Empat pelaku yang menerbangkan balon udara liar menjadi tersangka. Beserta barang bukti, mereka diserahkan kepada Jaksa Penuntut Umum di Kejaksaan Negeri Wonosobo, Kamis (15/10/2020).
Penyerahannya dilakukan oleh Penyidik Penerbangan Sipil Kementerian Perhubungan, yang dihadiri pula oleh Perusahaan Umum Lembaga Penyelenggara Pelayanan Navigasi Penerbangan (Perum LPPNPI) atau AirNav Indonesia.
“Kami menyampaikan apresiasi kepada regulator dan aparat penegak hukum, yakni Kementerian Perhubungan, Pemerintah Daerah, Kejaksaan, Kepolisian, dan TNI, yang bahu membahu memastikan keselamatan penerbangan di ruang udara Indonesia,” ungkap M. Pramintohadi Sukarno, Direktur Utama AirNav Indonesia dalam siaran pers, Kamis (15/10/2020).
Kepala Sub Direktorat Penyidik Pegawai Negeri Sipil (PPNS) Kementerian Perhubungan, Rudi Richardo mengatakan, sudah ada regulasi dan aturan yang jelas dalam menerbangkan balon udara selaras dengan keselamatan penerbangan.
“Aturan teknisnya dalam PM 40 tahun 2018 tentang penggunaan balon udara pada kegiatan budaya masyarakat.
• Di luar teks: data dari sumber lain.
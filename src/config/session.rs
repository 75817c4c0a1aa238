//! Session and passcode configuration.

use serde::Deserialize;

/// Session token configuration.
#[derive(Debug, Clone, Deserialize)]
#[serde(default)]
pub struct SessionConfig {
    /// HMAC key for signing session tokens. Required.
    pub secret: String,
    /// Shared passcode officers log in with. Required.
    pub officer_passcode: String,
    /// Passcode that elevates a session to admin. Required.
    pub admin_passcode: String,
    /// Token lifetime in seconds.
    pub ttl_secs: u64,
    /// Mark the session cookie `Secure`.
    pub secure_cookie: bool,
}

impl Default for SessionConfig {
    fn default() -> Self {
        Self {
            secret: String::new(),
            officer_passcode: String::new(),
            admin_passcode: String::new(),
            ttl_secs: 12 * 60 * 60,
            secure_cookie: false,
        }
    }
}

/// Minimum secret length accepted at startup.
pub const MIN_SECRET_LEN: usize = 32;
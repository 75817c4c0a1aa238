//! Claim recording and the recent-claims feed.

use axum::extract::rejection::{JsonRejection, QueryRejection};
use axum::extract::{Query, State};
use axum::Json;
use serde::{Deserialize, Serialize};

use super::{ApiError, Officer, SharedState};
use crate::model::{ClaimRecord, RecentClaim};
use crate::read_model::DEFAULT_RECENT_LIMIT;

#[derive(Debug, Deserialize)]
pub struct ClaimRequest {
    #[serde(default)]
    student_id: Option<String>,
}

#[derive(Debug, Serialize)]
pub struct ClaimResponse {
    message: &'static str,
    claim: ClaimRecord,
}

#[derive(Debug, Deserialize)]
pub struct RecentParams {
    limit: Option<u32>,
}

/// `POST /api/claims`
pub async fn create(
    State(state): State<SharedState>,
    Officer(officer_name): Officer,
    body: Result<Json<ClaimRequest>, JsonRejection>,
) -> Result<Json<ClaimResponse>, ApiError> {
    let Json(body) = body.map_err(|e| ApiError::BadRequest(e.body_text()))?;

    let student_id = body
        .student_id
        .filter(|id| !id.trim().is_empty())
        .ok_or_else(|| ApiError::BadRequest("student_id is required.".to_string()))?;

    let claim = state
        .ledger
        .attempt_claim(&student_id, &officer_name)
        .await?;

    // Fan-out happens after commit, off the request path.
    state.relay.notify_committed(claim.id);

    Ok(Json(ClaimResponse {
        message: "Claim processed successfully.",
        claim,
    }))
}

/// `GET /api/claims/recent?limit=`
pub async fn recent(
    State(state): State<SharedState>,
    _officer: Officer,
    params: Result<Query<RecentParams>, QueryRejection>,
) -> Result<Json<Vec<RecentClaim>>, ApiError> {
    let Query(params) = params.map_err(|e| ApiError::BadRequest(e.body_text()))?;
    let limit = params.limit.unwrap_or(DEFAULT_RECENT_LIMIT);

    Ok(Json(state.read_model.recent_feed(limit).await?))
}
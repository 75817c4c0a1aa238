//! Storage configuration types.

use serde::Deserialize;

/// SQLite storage configuration.
#[derive(Debug, Clone, Deserialize)]
#[serde(default)]
pub struct StorageConfig {
    /// Database file path, or `:memory:`.
    pub path: String,
    /// Pool size for file-backed databases.
    pub max_connections: u32,
    /// How long a writer waits for the database lock before failing.
    pub busy_timeout_ms: u64,
    /// Optional YAML roster imported at startup.
    pub roster_seed: Option<String>,
}

impl Default for StorageConfig {
    fn default() -> Self {
        Self {
            path: "./data/tinsel.db".to_string(),
            max_connections: 8,
            busy_timeout_ms: 500,
            roster_seed: None,
        }
    }
}

impl StorageConfig {
    /// In-memory database, mostly for tests and demos.
    pub fn in_memory() -> Self {
        Self {
            path: ":memory:".to_string(),
            ..Self::default()
        }
    }
}
//! Claim storage interface.

use std::collections::HashMap;

use async_trait::async_trait;

use crate::model::{ClaimRecord, InvalidStudentId, NewClaim, StudentId};

/// Result type for storage operations.
pub type Result<T> = std::result::Result<T, StorageError>;

/// Errors that can occur during storage operations.
#[derive(Debug, thiserror::Error)]
pub enum StorageError {
    #[error("Database error: {0}")]
    Database(#[from] sqlx::Error),

    #[error("Invalid timestamp: {0}")]
    InvalidTimestamp(String),

    #[error("Corrupt row: {0}")]
    InvalidStudentId(#[from] InvalidStudentId),

    #[error("Rejected: {0}")]
    Rejected(String),

    #[error("I/O error: {0}")]
    Io(#[from] std::io::Error),

    #[error("Roster seed error: {0}")]
    Seed(#[from] serde_yaml::Error),

    #[error("Storage unavailable: {0}")]
    Unavailable(String),
}

/// Interface for claim persistence.
///
/// The `(student_id, day_number)` pair is the unique key for stored claims.
/// Ids are assigned in commit order, so ascending id order is commit order.
///
/// Implementations:
/// - `SqliteClaimStore`: SQLite storage
/// - `MockClaimStore`: In-memory mock for testing
#[async_trait]
pub trait ClaimStore: Send + Sync {
    /// Insert the claim unless one already exists for its key.
    ///
    /// The existence check and the insert are a single atomic operation.
    /// Returns `None` when the key was already taken; nothing is written then.
    async fn insert_if_absent(&self, claim: NewClaim) -> Result<Option<ClaimRecord>>;

    /// Newest claims first, at most `limit`.
    async fn recent(&self, limit: u32) -> Result<Vec<ClaimRecord>>;

    /// Officer name per claimed student on `day_number`, restricted to `student_ids`.
    async fn claimed_on_day(
        &self,
        day_number: u32,
        student_ids: &[StudentId],
    ) -> Result<HashMap<StudentId, String>>;

    /// Claims with id greater than `after_id`, ascending by id, at most `limit`.
    async fn claims_after(&self, after_id: i64, limit: u32) -> Result<Vec<ClaimRecord>>;

    /// Highest committed claim id, if any claim exists.
    async fn latest_id(&self) -> Result<Option<i64>>;

    /// Every claim of a student across all days, ascending by id.
    async fn claims_for_student(&self, student_id: &StudentId) -> Result<Vec<ClaimRecord>>;
}
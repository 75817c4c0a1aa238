//! HTTP server configuration.

use serde::Deserialize;

/// HTTP server configuration.
#[derive(Debug, Clone, Deserialize)]
#[serde(default)]
pub struct ServerConfig {
    /// Host to bind to.
    pub host: String,
    /// Port for the HTTP API and live channel.
    pub port: u16,
    /// Browser origins allowed to call the API with credentials.
    ///
    /// Empty means same-origin only and no CORS layer is installed.
    pub allowed_origins: Vec<String>,
}

impl Default for ServerConfig {
    fn default() -> Self {
        Self {
            host: "0.0.0.0".to_string(),
            port: 3000,
            allowed_origins: Vec::new(),
        }
    }
}

impl ServerConfig {
    /// `host:port` for the listener.
    pub fn bind_address(&self) -> String {
        format!("{}:{}", self.host, self.port)
    }
}

/// Student search limits.
#[derive(Debug, Clone, Deserialize)]
#[serde(default)]
pub struct SearchConfig {
    /// Maximum rows returned by one search.
    pub max_results: u32,
}

impl Default for SearchConfig {
    fn default() -> Self {
        Self { max_results: 50 }
    }
}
Tentang sanksinya dapat dilihat pada Undang-Undang Nomor 1 tahun 2009 tentang Penerbangan. Balon udara yang diterbangkan menyalahi aturan akan diproses secara hukum,” tuturnya.
Menurut Rudi, proses hukum pada mereka yang menerbangkan balon udara liar merupakan pertama kali dalam sejarah penegakan hukum di bidang keselamatan penerbangan di Indonesia. “Kami harap kasus ini dapat memberikan efek jera bagi para pelaku dan menjadi contoh bagi pegiat balon udara untuk selalu mematuhi peraturan.”
General Manager AirNav Indonesia Cabang Yogyakarta, Ratna Mustika menjelaskan, balon udara yang terbang liar atau tidak mematuhi regulasi sangat membahayakan keselamatan penerbangan.
“Kalau tersangkut di moncong pesawat, pesawat tidak bisa mendarat dan sensornya terganggu. Kalau tersangkut di sirip pesawat, kendali kemudi pesawat terganggu. Yang paling berbahaya adalah kalau terisap mesin pesawat, yang bisa membuat mesin itu mati. Kita tentu tidak ingin mencelakakan saudara-saudara kita yang sedang menggunakan pesawat udara,” tegasnya.
Pada kesempatan itu, Kasie Intelijen Kejaksaan Negeri Wonosobo, Gigih Juang Dhita mengatakan, “Kami menerima berkas dari Penyidik Pegawai Negeri Sipil dan menyatakan berkasnya telah lengkap (P 21) dan akan memprosesnya ke pengadilan.”
Kasus tersebut, kata Gigih, terjadi pada tahun 2019. Tersangkanya ada empat orang, yang diancam dengan hukuman pidana penjara paling lama dua tahun dan denda senilai Rp500juta. “Selanjutnya, kami akan melakukan proses tahap dua dan persidangan di Kejaksaan Negeri Wonosobo.”
Keterangan dari Kepolisian Resor Wonosobo, tempat kejadian perkara terjadi di Selomerto, Wonosobo. Di sana para pelaku menerbangkan balon udara.
“Keempat tersangka memiliki peran yang berbeda-beda. Kami dari kepolisian akan terus melakukan penegakan hukum terhadap kasus semacam ini,” kata Mochamad Zazid, Kasat Reskrim, seraya menambahkan, “Sosialisasi telah kita lakukan dengan gencar bersama seluruh pemangku kepentingan.”
Pramintohadi menyampaikan, jumlah laporan pilot mengenai gangguan balon udara turun cukup signifikan. Pada periode lebaran 2018 terdapat 112 laporan, kemudian turun menjadi 59 laporan tahun 2019, dan tahun 2020 hanya tiga laporan.
“Balon udara liar yang mengganggu keselamatan penerbangan kian berkurang berkat kolaborasi dan sinergi yang baik antarseluruh pemangku kepentingan. Hal ini juga menunjukkan bahwa komunitas pegiat balon udara semakin patuh terhadap aturan dan regulasi. Kami pun terus mengimbau masyarakat; mari kita jaga keselamatan di langit Nusantara,” ucapnya.